Timing can also be important. Due to chip shortages and low inventory, some used cars may currently be more expensive than usual. Be sure to shop around and compare prices, and consider waiting to buy if the market is presenting too many challenges.

Look for discounts

Many lenders offer discounts, but you might have to shop around to find them. Here are some common discounts to look for:

  • Autopay. You could get an interest rate discount if you set up automatic payments for your loan. Be sure to find out what the requirements are for this type of program as you may need to open an account at a particular bank to qualify.
  • Current customer discounts. There may be a special incentive for you to borrow at a bank or credit union where you already have a “relationship,” such as  an open account.
  • Membership discounts. Your lender may offer members a rate discount if you use their loan to purchase through a specific dealership or car buying site.
  • Car buying services. Some credit unions offer a rate discount if you use their in-house car buying service. These services may be free, and can help you do things like find cars in your budget and schedule test-drives.

Alternatively, you could negotiate your own discount. One way to negotiate is by getting multiple preapproval offers and asking lenders to beat the rates you’ve been offered elsewhere.

Should you use your student loans to buy a car?

Most lenders have restrictions on how you can use their loans. But while student loans are meant to be used for educational purposes — which can include transportation expenses — they don’t always include stipulations about buying cars.

With that said, it’s not a good idea to use a student loan to purchase a car. You may be able to argue that the vehicle is necessary for getting to school, but federal loans are not meant to be used for vehicle purchases, and using a federal student loan for noneducational expenses can be considered fraud.

Plus, student loans typically take far longer to repay than auto loans. That means you could still be paying off the loan long after you’re done using the vehicle, or even after you take out another loan to buy your next car.

Five tips for international students looking for car loans

If biking, walking, carpooling or public transportation aren’t options, you may want to look into a car loan.
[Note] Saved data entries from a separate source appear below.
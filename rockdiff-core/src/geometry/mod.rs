mod polygon;
pub use self::polygon::*;

mod boundary;
pub use self::boundary::*;
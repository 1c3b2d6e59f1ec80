//! Containers for point cloud data and cluster labels.
//!
//! A [PointCloud] stores its data per attribute (one column for positions, one for displacements and one for each
//! extra attribute of its [PointLayout](crate::layout::PointLayout)). Clouds are produced by the readers in
//! `rockdiff-io`, consumed read-only by the threshold filter and sliced into per-cluster subsets with
//! [PointCloud::select].

mod point_cloud;
pub use self::point_cloud::*;

mod labels;
pub use self::labels::*;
Some lenders work with international students — however they may have unique requirements, so finding the right lender can take a bit of work.

Here are some things to look into:

  1. Check residency requirements. Some auto lenders who work with international students accept a variety of visas, including F-1, OPT, H-1B, O-1, L-1 and TN, as well as green cards.
  2. Consider the length of repayment. A long repayment term can help make monthly payments more affordable, but you won’t be approved for a loan if the payment time frame extends past the length of your legal stay in the U.S.
  3. Look into a cosigner option. Having a cosigner can help you qualify, but some lenders don’t allow cosigners and others may require a cosigners to be permanent residents.
  4. Understand the credit requirement. You may not need any credit history, or even an SSN, but the lender may still check your credit file to make sure there are no negative marks in your past, like bankruptcy or debts in collections.
  5. Try getting prequalified. If you’re not sure you can get approved, try to get a rate quote based on your current situation so you’ll have an idea of whether or not you qualify.
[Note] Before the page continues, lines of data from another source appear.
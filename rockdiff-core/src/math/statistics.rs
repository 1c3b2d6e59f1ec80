use float_ord::FloatOrd;

/// Arithmetic mean of the given values. Returns `None` for an empty slice
pub fn mean(values: &[f64]) -> Option<f64> {
    if values.is_empty() {
        return None;
    }
    Some(values.iter().sum::<f64>() / values.len() as f64)
}

/// Population standard deviation of the given values. Returns `None` for an empty slice
pub fn std_dev(values: &[f64]) -> Option<f64> {
    let mean = mean(values)?;
    let variance = values
        .iter()
        .map(|value| (value - mean) * (value - mean))
        .sum::<f64>()
        / values.len() as f64;
    Some(variance.sqrt())
}

/// Computes the `percentile` (in `[0, 100]`) of the given values, interpolating linearly between the two closest
/// ranks. NaN values are ignored. Returns `None` if no non-NaN value is left or `percentile` is outside `[0, 100]`
/// ```
/// # use rockdiff_core::math::percentile;
/// assert_eq!(percentile(&[4.0, 1.0, 3.0, 2.0], 50.0), Some(2.5));
/// assert_eq!(percentile(&[4.0, 1.0, 3.0, 2.0], 100.0), Some(4.0));
/// assert_eq!(percentile(&[], 50.0), None);
/// ```
pub fn percentile(values: &[f64], percentile: f64) -> Option<f64> {
    if !(0.0..=100.0).contains(&percentile) {
        return None;
    }
    let mut sorted = values
        .iter()
        .copied()
        .filter(|value| !value.is_nan())
        .map(FloatOrd)
        .collect::<Vec<_>>();
    if sorted.is_empty() {
        return None;
    }
    sorted.sort_unstable();

    let rank = percentile / 100.0 * (sorted.len() - 1) as f64;
    let lower = rank.floor() as usize;
    let upper = rank.ceil() as usize;
    let fraction = rank - lower as f64;
    Some(sorted[lower].0 + (sorted[upper].0 - sorted[lower].0) * fraction)
}

/// Median of the given values, see [percentile]
pub fn median(values: &[f64]) -> Option<f64> {
    percentile(values, 50.0)
}

/// Rounds `value` to the given number of decimal places
/// ```
/// # use rockdiff_core::math::round_to;
/// assert_eq!(round_to(1.23456, 3), 1.235);
/// assert_eq!(round_to(-0.0004, 3), 0.0);
/// ```
pub fn round_to(value: f64, decimals: u32) -> f64 {
    let factor = 10f64.powi(decimals as i32);
    let rounded = (value * factor).round() / factor;
    // Avoid printing "-0" for tiny negative values
    if rounded == 0.0 {
        0.0
    } else {
        rounded
    }
}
You should also keep in mind that you’ll need a driver’s license and car insurance before you can purchase a vehicle.

In addition to credit unions and banks, some online auto lenders offer financing for international students — here are a few to check out:

  • Kora: Loans are available for green card and visa holders. Undergrads with a GPA of 2.0-plus and grad students with a 3.0-plus can qualify. No credit score or cosigner is required and you don’t need an SSN.
  • Stilt: Apply online for a loan with up to three year repayment. You don’t need a cosigner or credit history to qualify.
  • Lendbuzz: You can qualify based on your education, employment history, savings and earning potential. You don’t need credit history, an SSN or a cosigner. Loan terms range from three to five years.